The evidence tells a different story.

Foreign diplomats immediately noticed the atrocities being committed in the old Ottoman Empire. The United States Ambassador to the Ottoman Empire, Henry Morgenthau, sent urgent messages to the State Department in Washington D.C. that detailed a “campaign of race extermination in progress.” Morgenthau described the atrocities as a “cold-blooded, calculated state policy,” according to the Armenian National Institute.

Numerous eyewitness accounts told stories of mass graves that held in excess of 60,000 people. The graves were filled with men and women, the elderly and children. The one thing they all had in common was their Armenian ethnicity. Jesse Jackson, the U.S. Consul in Syria at the time, also messaged Washington to express his concern for the massive amounts of deportees arriving in Syria and their subsequent murder.

These messages went largely ignored and no one interceded. At the end of the First World War, roughly 1.5 million Armenians lay dead.

Despite promising formal recognition in 2008, President Obama will not use the term ‘genocide’ to describe the mass killing of Armenians in the three-year span of 1915-18. He instead uses the phrase “Meds Yeghern,” which is Armenian for “great catastrophe.” Turkey has been a strategic ally in the fight against ISIS, and the administration is worried the country may pull its support if the White House uses such language.

President Obama’s refusal is an absolute disgrace. The president of the United States is the leader of the free world. He has an obligation to recognize when freedom has been trampled in the name of ethnic cleansing, and is required to condemn those responsible. Instead, he is cowering behind meaningless rhetoric and obeying orders from another country because it happens to be a strategic ally.

Forty-three states have already recognized the genocide by passing resolutions or bills that say so. It is essential to have a united front so that we may be able to move past this tragedy. Using geopolitical relationships to justify ignoring history is simply not good enough. We have a moral obligation to set the record straight.

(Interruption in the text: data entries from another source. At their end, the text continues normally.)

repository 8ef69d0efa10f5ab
use serde::{Deserialize, Serialize};
use utoipa::ToSchema;

#[derive(Serialize, Deserialize, Debug, ToSchema)]
pub struct ErrorDto {
    pub error: String,
}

The international community is slowly beginning to recognize the genocide. Most recently, Pope Francis referred to the killing as “the first genocide of the 20th century.” Austria announced it would recognize the killing by passing a parliamentary declaration. Germany also announced that it would become the 25th country to formally recognize the genocide. This must continue until the killing is formally recognized worldwide.

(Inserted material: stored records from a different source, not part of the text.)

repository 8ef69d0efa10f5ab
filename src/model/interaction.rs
//! Discord interaction payloads.
//!
//! Only the fields the webhook acts on are modelled; everything else Discord
//! sends (tokens, member objects, locales) is ignored during deserialization.

use serde::{Deserialize, Serialize};

/// Interaction type codes Discord sends in the `type` field.
#[derive(Debug, Clone, Copy, PartialEq, Eq, Deserialize)]
#[serde(from = "u8")]
pub enum InteractionType {
    /// Endpoint liveness check sent when the interactions URL is saved.
    Ping,
    /// Slash command invocation.
    ApplicationCommand,
    /// Components, autocomplete, modal submits and anything added later.
    Other(u8),
}

impl From<u8> for InteractionType {
    fn from(value: u8) -> Self {
        match value {
            1 => Self::Ping,
            2 => Self::ApplicationCommand,
            other => Self::Other(other),
        }
    }
}

/// An inbound interaction event.
#[derive(Debug, Clone, Deserialize)]
pub struct Interaction {
    #[serde(rename = "type")]
    pub kind: InteractionType,
    #[serde(default)]
    pub data: Option<InteractionData>,
    /// Snowflake of the originating guild; absent for direct messages.
    #[serde(default)]
    pub guild_id: Option<String>,
}

#[derive(Debug, Clone, Deserialize)]
pub struct InteractionData {
    pub name: String,
    #[serde(default)]
    pub options: Vec<CommandOption>,
}

/// One `{name, type, value}` entry of `data.options`, in the order Discord sent it.
#[derive(Debug, Clone, PartialEq, Deserialize)]
pub struct CommandOption {
    pub name: String,
    #[serde(rename = "type")]
    pub kind: u8,
    #[serde(default)]
    pub value: Option<OptionValue>,
}

#[derive(Debug, Clone, PartialEq, Deserialize)]
#[serde(untagged)]
pub enum OptionValue {
    Integer(i64),
    Number(f64),
    Boolean(bool),
    String(String),
}

/// Response type codes understood by Discord.
#[derive(Debug, Clone, Copy, PartialEq, Eq, Serialize)]
#[serde(into = "u8")]
pub enum InteractionResponseType {
    Pong,
    ChannelMessageWithSource,
}

impl From<InteractionResponseType> for u8 {
    fn from(value: InteractionResponseType) -> Self {
        match value {
            InteractionResponseType::Pong => 1,
            InteractionResponseType::ChannelMessageWithSource => 4,
        }
    }
}

#[derive(Debug, Clone, PartialEq, Serialize)]
pub struct InteractionResponse {
    #[serde(rename = "type")]
    pub kind: InteractionResponseType,
    #[serde(skip_serializing_if = "Option::is_none")]
    pub data: Option<InteractionCallbackData>,
}

#[derive(Debug, Clone, PartialEq, Serialize)]
pub struct InteractionCallbackData {
    pub content: String,
}

impl InteractionResponse {
    pub fn pong() -> Self {
        Self {
            kind: InteractionResponseType::Pong,
            data: None,
        }
    }

    pub fn message(content: impl Into<String>) -> Self {
        Self {
            kind: InteractionResponseType::ChannelMessageWithSource,
            data: Some(InteractionCallbackData {
                content: content.into(),
            }),
        }
    }
}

The Turkish government, however, has a history of punishing anyone who speaks out against the Armenian Genocide. Turkish author Orhan Pamuk, a prominent novelist who spoke publicly about the genocide, faced charges of “insulting Turkishness” in 2005. Turkey recalled its ambassadors from the Holy See and Austria immediately after they condemned the acts of 1915-18 as genocide. The Turkish government warned Austria that its declaration would have permanent affects on all future relations, according to Hürriyet Daily News.

It is time for Turkey and the rest of the world to own up to history.

The Armenian people simply want the truth told and to move on. We have waited one hundred years for the world to recognize the atrocities committed in 1915-1918. One hundred years is long enough. Full recognition by the international community is the only way to finally close the wounds that have plagued Armenians for an entire century. As California Representative Adam Schiff put it: “If not this president, who spoke so eloquently and passionately about recognition in the past, whom? If not after 100 years, when?”